PETALING JAYA: Ranhill Utilities Bhd’s prospects may improve on expectations of higher water tariffs, with analysts citing potential earnings growth as a result.
The anticipated tariff hike, particularly for data centres (DCs), is seen as a favourable development for Ranhill’s water operations, which could enhance its financial performance in the coming years.
RHB Research recently upgraded Ranhill to “buy” from “sell,” raising its target price to RM1.37 from RM1.05.
The research house noted that while there are no changes to its earnings estimates, “we take the opportunity to lower our discount rate for Ranhill’s water segment to 6% from 7.5% to reflect the imminent favourable regulatory conditions via the potential of higher water tariffs, especially for DCs.”
It highlighted that water tariffs nationwide are expected to rise, with the National Water Services Commission (SPAN) instructing water operators to secure written approval from state governments by March 31 before implementing the new tariff-setting mechanism.

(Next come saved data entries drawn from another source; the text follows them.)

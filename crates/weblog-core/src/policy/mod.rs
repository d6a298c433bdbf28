//! Authorization policies gating every read and write path.
//!
//! Both policies are pure functions over snapshots: they take the acting
//! identity, the resource as currently stored, and (for visibility) an
//! injected clock value. Nothing here touches the database or caches a
//! decision across requests.

mod authorization;
mod visibility;

pub use authorization::{MutationTarget, can_mutate};
pub use visibility::is_visible;
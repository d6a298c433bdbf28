//! Initial schema: users, categories, locations, posts, comments.

use sea_orm_migration::{prelude::*, schema::*};

#[derive(DeriveMigrationName)]
pub struct Migration;

#[async_trait::async_trait]
impl MigrationTrait for Migration {
    async fn up(&self, manager: &SchemaManager) -> Result<(), DbErr> {
        manager
            .create_table(
                Table::create()
                    .table(Users::Table)
                    .if_not_exists()
                    .col(uuid(Users::Id).primary_key())
                    .col(string_uniq(Users::Username))
                    .col(string_uniq(Users::Email))
                    .col(string(Users::PasswordHash))
                    .col(string_null(Users::FirstName))
                    .col(string_null(Users::LastName))
                    .col(boolean(Users::IsSuperuser).default(false))
                    .col(timestamp_with_time_zone(Users::CreatedAt))
                    .to_owned(),
            )
            .await?;

        manager
            .create_table(
                Table::create()
                    .table(Categories::Table)
                    .if_not_exists()
                    .col(uuid(Categories::Id).primary_key())
                    .col(string(Categories::Title))
                    .col(text(Categories::Description))
                    .col(string_uniq(Categories::Slug))
                    .col(boolean(Categories::IsPublished).default(true))
                    .col(timestamp_with_time_zone(Categories::CreatedAt))
                    .to_owned(),
            )
            .await?;

        manager
            .create_table(
                Table::create()
                    .table(Locations::Table)
                    .if_not_exists()
                    .col(uuid(Locations::Id).primary_key())
                    .col(string(Locations::Name))
                    .col(boolean(Locations::IsPublished).default(true))
                    .col(timestamp_with_time_zone(Locations::CreatedAt))
                    .to_owned(),
            )
            .await?;

        manager
            .create_table(
                Table::create()
                    .table(Posts::Table)
                    .if_not_exists()
                    .col(uuid(Posts::Id).primary_key())
                    .col(string(Posts::Title))
                    .col(text(Posts::Text))
                    .col(uuid(Posts::AuthorId))
                    .col(uuid(Posts::CategoryId))
                    .col(uuid_null(Posts::LocationId))
                    .col(timestamp_with_time_zone(Posts::PubDate))
                    .col(boolean(Posts::IsPublished).default(true))
                    .col(timestamp_with_time_zone(Posts::CreatedAt))
                    .foreign_key(
                        ForeignKey::create()
                            .name("fk_posts_author")
                            .from(Posts::Table, Posts::AuthorId)
                            .to(Users::Table, Users::Id)
                            .on_update(ForeignKeyAction::Cascade)
                            .on_delete(ForeignKeyAction::Cascade),
                    )
                    .foreign_key(
                        ForeignKey::create()
                            .name("fk_posts_category")
                            .from(Posts::Table, Posts::CategoryId)
                            .to(Categories::Table, Categories::Id)
                            .on_update(ForeignKeyAction::Cascade)
                            .on_delete(ForeignKeyAction::Cascade),
                    )
                    .foreign_key(
                        ForeignKey::create()
                            .name("fk_posts_location")
                            .from(Posts::Table, Posts::LocationId)
                            .to(Locations::Table, Locations::Id)
                            .on_update(ForeignKeyAction::Cascade)
                            .on_delete(ForeignKeyAction::SetNull),
                    )
                    .to_owned(),
            )
            .await?;

        manager
            .create_table(
                Table::create()
                    .table(Comments::Table)
                    .if_not_exists()
                    .col(uuid(Comments::Id).primary_key())
                    .col(uuid(Comments::PostId))
                    .col(uuid(Comments::AuthorId))
                    .col(text(Comments::Text))
                    .col(timestamp_with_time_zone(Comments::CreatedAt))
                    .foreign_key(
                        ForeignKey::create()
                            .name("fk_comments_post")
                            .from(Comments::Table, Comments::PostId)
                            .to(Posts::Table, Posts::Id)
                            .on_update(ForeignKeyAction::Cascade)
                            .on_delete(ForeignKeyAction::Cascade),
                    )
                    .foreign_key(
                        ForeignKey::create()
                            .name("fk_comments_author")
                            .from(Comments::Table, Comments::AuthorId)
                            .to(Users::Table, Users::Id)
                            .on_update(ForeignKeyAction::Cascade)
                            .on_delete(ForeignKeyAction::Cascade),
                    )
                    .to_owned(),
            )
            .await?;

        // Feeds order by pub_date and filter by category/author.
        manager
            .create_index(
                Index::create()
                    .name("idx_posts_pub_date")
                    .table(Posts::Table)
                    .col(Posts::PubDate)
                    .to_owned(),
            )
            .await?;
        manager
            .create_index(
                Index::create()
                    .name("idx_posts_category_id")
                    .table(Posts::Table)
                    .col(Posts::CategoryId)
                    .to_owned(),
            )
            .await?;
        manager
            .create_index(
                Index::create()
                    .name("idx_posts_author_id")
                    .table(Posts::Table)
                    .col(Posts::AuthorId)
                    .to_owned(),
            )
            .await?;
        manager
            .create_index(
                Index::create()
                    .name("idx_comments_post_id")
                    .table(Comments::Table)
                    .col(Comments::PostId)
                    .to_owned(),
            )
            .await
    }

    async fn down(&self, manager: &SchemaManager) -> Result<(), DbErr> {
        manager
            .drop_table(Table::drop().table(Comments::Table).to_owned())
            .await?;
        manager
            .drop_table(Table::drop().table(Posts::Table).to_owned())
            .await?;
        manager
            .drop_table(Table::drop().table(Locations::Table).to_owned())
            .await?;
        manager
            .drop_table(Table::drop().table(Categories::Table).to_owned())
            .await?;
        manager
            .drop_table(Table::drop().table(Users::Table).to_owned())
            .await
    }
}

#[derive(DeriveIden)]
enum Users {
    Table,
    Id,
    Username,
    Email,
    PasswordHash,
    FirstName,
    LastName,
    IsSuperuser,
    CreatedAt,
}

#[derive(DeriveIden)]
enum Categories {
    Table,
    Id,
    Title,
    Description,
    Slug,
    IsPublished,
    CreatedAt,
}

#[derive(DeriveIden)]
enum Locations {
    Table,
    Id,
    Name,
    IsPublished,
    CreatedAt,
}

#[derive(DeriveIden)]
enum Posts {
    Table,
    Id,
    Title,
    Text,
    AuthorId,
    CategoryId,
    LocationId,
    PubDate,
    IsPublished,
    CreatedAt,
}

#[derive(DeriveIden)]
enum Comments {
    Table,
    Id,
    PostId,
    AuthorId,
    Text,
    CreatedAt,
}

The research house noted that a recent media report on the likelihood of the government raising water tariffs by up to 30% in Selangor, Kuala Lumpur and Putrajaya from July this year signals broader tariff adjustments across the country.
In particular, RHB Research observed that DCs may face a special tariff rate of RM5.50 per cubic metre, subject to approval from the Energy Transition and Water Transformation Ministry.
“For Ranhill SAJ Sdn Bhd’s case, perhaps any specialised tariff for DCs should not exceed what is imposed in Singapore,” the research house said.
It pointed out that Singapore’s non-domestic industrial water prices are set at S$1.75 (including waterborne tax of S$1.09) effective next month which equates to RM5.83 – higher than the aforementioned special water tariff category of RM5.50 for DCs.
According to RHB Research, if Johor implements a water tariff hike by July with an increase ranging by between 2.5% and 10% for both domestic and non-domestic users, coupled with the special water tariff for DCs, Ranhill’s earnings for the financial year ending June 30, 2026 (FY26) and FY27 could rise by 13%.
The research house also accounted for periodic tariff hikes, which may occur every three years subject to SPAN’s approval, starting from the next operating period in 2027.
Meanwhile, TA Research maintained its “sell” call on Ranhill with a target price of RM1.05, pending further clarity on the water tariff restructuring proposal.
It said the latest developments aligned with its earlier discussions with SPAN southern region and Johor state agencies in January, where a tariff restructuring was proposed to accommodate rising capital expenditure needs driven by the southern state’s expanding DC industry and the Johor-Singapore Special Economic Zone.
“It is understood that the plan to raise the water tariff requires agreement by all states and Cabinet approval thereon,” TA Research noted.
While the magnitude of the proposed hike for Johor’s non-domestic sector remains unclear, TA Research said: “Given that Singapore’s water tariff is 64% to 203% higher than Johor’s highest band for the non-domestic sector, we see room for a meaningful increase without compromising competitiveness in attracting inbound investments from Singapore into Johor.”
While TA Research made no changes to its earnings forecasts, it observed that its initial estimates suggest that every 10 sen per cubic metre increase in Ranhill SAJ’s overall blended tariff could increase group’s financial year (FY26) earnings by 8% to 9%.